Audiocraft 2: Sound Generation
In this tutorial we'll use Audiocraft for sound generation, allowing you to pass a description of a sound you want to hear to the command line, and generating an audio file of the sound from that description.
Links
Step 1: Generate some static samples.
Create a file in the root of the repo called 'audiogen-demo.py' and paste in the following:
import torchaudio
from audiocraft.models import AudioGen
from audiocraft.data.audio import audio_write
model = AudioGen.get_pretrained('facebook/audiogen-medium')
model.set_generation_params(duration=5) # generate 5 seconds.
descriptions = ['dog barking', 'sirene of an emergency vehicle', 'footsteps in a corridor']
wav = model.generate(descriptions) # generates 3 samples.
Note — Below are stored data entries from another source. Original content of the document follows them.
//! UDP engine (§4.3.2): best-effort, one local UDP datagram per overlay
//! datagram, approximating a one-to-one NAT for a single UDP peer.

use std::net::SocketAddr;
use std::sync::Arc;
use std::time::Duration;

use tokio::net::UdpSocket;
use tokio::sync::Mutex;
use tracing::{info, warn};

use crate::error::StartupError;
use crate::forward::bridge::Bridge;
use crate::keys::{SubKeyPair, SubPublicKey};
use crate::overlay::{EndpointKind, OverlayNode};

const MAX_DATAGRAM: usize = 64 * 1024;

pub async fn run_server(
    node: OverlayNode,
    sub: SubKeyPair,
    host: String,
    remote_port: u16,
) -> Result<(), StartupError> {
    let mut listener = node.listen(&sub, EndpointKind::Datagram).await?;
    tokio::spawn(async move {
        let mut seq: u64 = 0;
        while let Some(endpoint) = listener.accept().await {
            seq += 1;
            let host = host.clone();
            let name = format!("udp-server-{}-{}", remote_port, seq);
            tokio::spawn(async move {
                if let Err(e) = serve_one(name, endpoint, host, remote_port).await {
                    warn!(error = %e, "udp server session failed");
                }
            });
        }
    });
    Ok(())
}

async fn serve_one(
    name: String,
    endpoint: crate::overlay::OverlayEndpoint,
    host: String,
    remote_port: u16,
) -> std::io::Result<()> {
    let socket = UdpSocket::bind("0.0.0.0:0").await?;
    socket.connect((host.as_str(), remote_port)).await?;
    info!(bridge = %name, "udp server session established");
    let bridge = Bridge::new(name);
    let mut dgram = endpoint.into_datagram();
    let mut buf = vec![0u8; MAX_DATAGRAM];
    loop {
        tokio::select! {
            res = socket.recv(&mut buf) => {
                match res {
                    Ok(n) => {
                        if let Err(e) = dgram.send(&buf[..n]).await {
                            bridge.note_error(e);
                            break;
                        }
                    }
                    Err(e) => { bridge.note_error(e); break; }
                }
            }
            res = dgram.recv() => {
                match res {
                    Ok(Some(datagram)) => {
                        if let Err(e) = socket.send(&datagram).await {
                            bridge.note_error(e);
                            break;
                        }
                    }
                    Ok(None) => break,
                    Err(e) => { bridge.note_error(e); break; }
                }
            }
            _ = bridge.shutdown_requested() => break,
        }
    }
    bridge.mark_destroyed();
    Ok(())
}

/// Open one persistent overlay session, then bind a local UDP socket. The
/// first inbound local datagram's source port is latched for the lifetime
/// of the session (§9: single-peer contract chosen explicitly, not
/// per-(ip,port) tables) and used as the destination for all overlay
/// datagrams received afterward. Reverse traffic before any local datagram
/// arrives is dropped: no destination is known yet.
pub async fn run_client(
    node: OverlayNode,
    peer_sub_public: SubPublicKey,
    local_port: u16,
) -> Result<(), crate::error::TunnelError> {
    let endpoint = node
        .connect(peer_sub_public, EndpointKind::Datagram)
        .await
        .map_err(|e| StartupError::ListenFailed(e.to_string()))?;

    let socket = Arc::new(
        UdpSocket::bind(("127.0.0.1", local_port))
            .await
            .map_err(|e| StartupError::LocalBind {
                addr: format!("127.0.0.1:{}", local_port),
                source: e,
            })?,
    );
    info!(local_port, "udp client socket bound");

    let bridge = Bridge::new(format!("udp-client-{}", local_port));
    // Independent send/recv halves, one per task: a single Mutex-guarded
    // DatagramChannel would have one task's `recv` hold the lock across its
    // wait for the next frame, starving the other task's `send` forever.
    let (mut dgram_tx, mut dgram_rx) = endpoint.into_datagram().split();
    let inport: Arc<Mutex<Option<SocketAddr>>> = Arc::new(Mutex::new(None));

    {
        let socket = socket.clone();
        let inport = inport.clone();
        let bridge = bridge.clone();
        tokio::spawn(async move {
            let mut buf = vec![0u8; MAX_DATAGRAM];
            loop {
                let (n, src) = tokio::select! {
                    res = socket.recv_from(&mut buf) => match res {
                        Ok(pair) => pair,
                        Err(e) => {
                            bridge.note_error(e);
                            break;
                        }
                    },
                    _ = bridge.shutdown_requested() => break,
                };
                let mut latch = inport.lock().await;
                if latch.is_none() {
                    *latch = Some(src);
                    info!(%src, "udp client latched source port");
                }
                drop(latch);
                if let Err(e) = dgram_tx.send(&buf[..n]).await {
                    bridge.note_error(e);
                    break;
                }
            }
            bridge.mark_destroyed();
        });
    }

    tokio::spawn(async move {
        loop {
            let datagram = tokio::select! {
                res = dgram_rx.recv() => match res {
                    Ok(Some(d)) => d,
                    Ok(None) => break,
                    Err(e) => {
                        bridge.note_error(e);
                        break;
                    }
                },
                _ = bridge.shutdown_requested() => break,
            };
            let dest = { *inport.lock().await };
            let Some(dest) = dest else {
                // No local source has sent yet; no destination is known.
                continue;
            };
            if let Err(e) = socket.send_to(&datagram, dest).await {
                bridge.note_error(e);
                break;
            }
        }
        bridge.mark_destroyed();
    });

    Ok(())
}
for idx, one_wav in enumerate(wav):
# Will save under {idx}.wav, with loudness normalization at -14 db LUFS.
audio_write(f'{idx}', one_wav.cpu(), model.sample_rate, strategy="loudness", loudness_compressor=True)
This imports the audiogen library, brings in the audiogen-medium model (which you can see details of here, at hugging face ), and generates a set of 5 second long clips based on the descriptions in the 'descriptions' array: a dog barking, a siren, and footsteps, saving them to the root of the repo as 0.wav,1.wav,and 2.wav, respectively.
You can run this script with 'python audio-gen.py'. Keep in mind, the model, which is almost 4GB, has to load first, so generation will be slow, especially if you don’t have a GPU!
Step 2: Add params
Import the argparse library at the top of the file: 'import argparse'.
Create a named function after you instantate your model:
model = AudioGen.get_pretrained('facebook/audiogen-medium')
model.set_generation_params(duration=5) # generate [duration] seconds.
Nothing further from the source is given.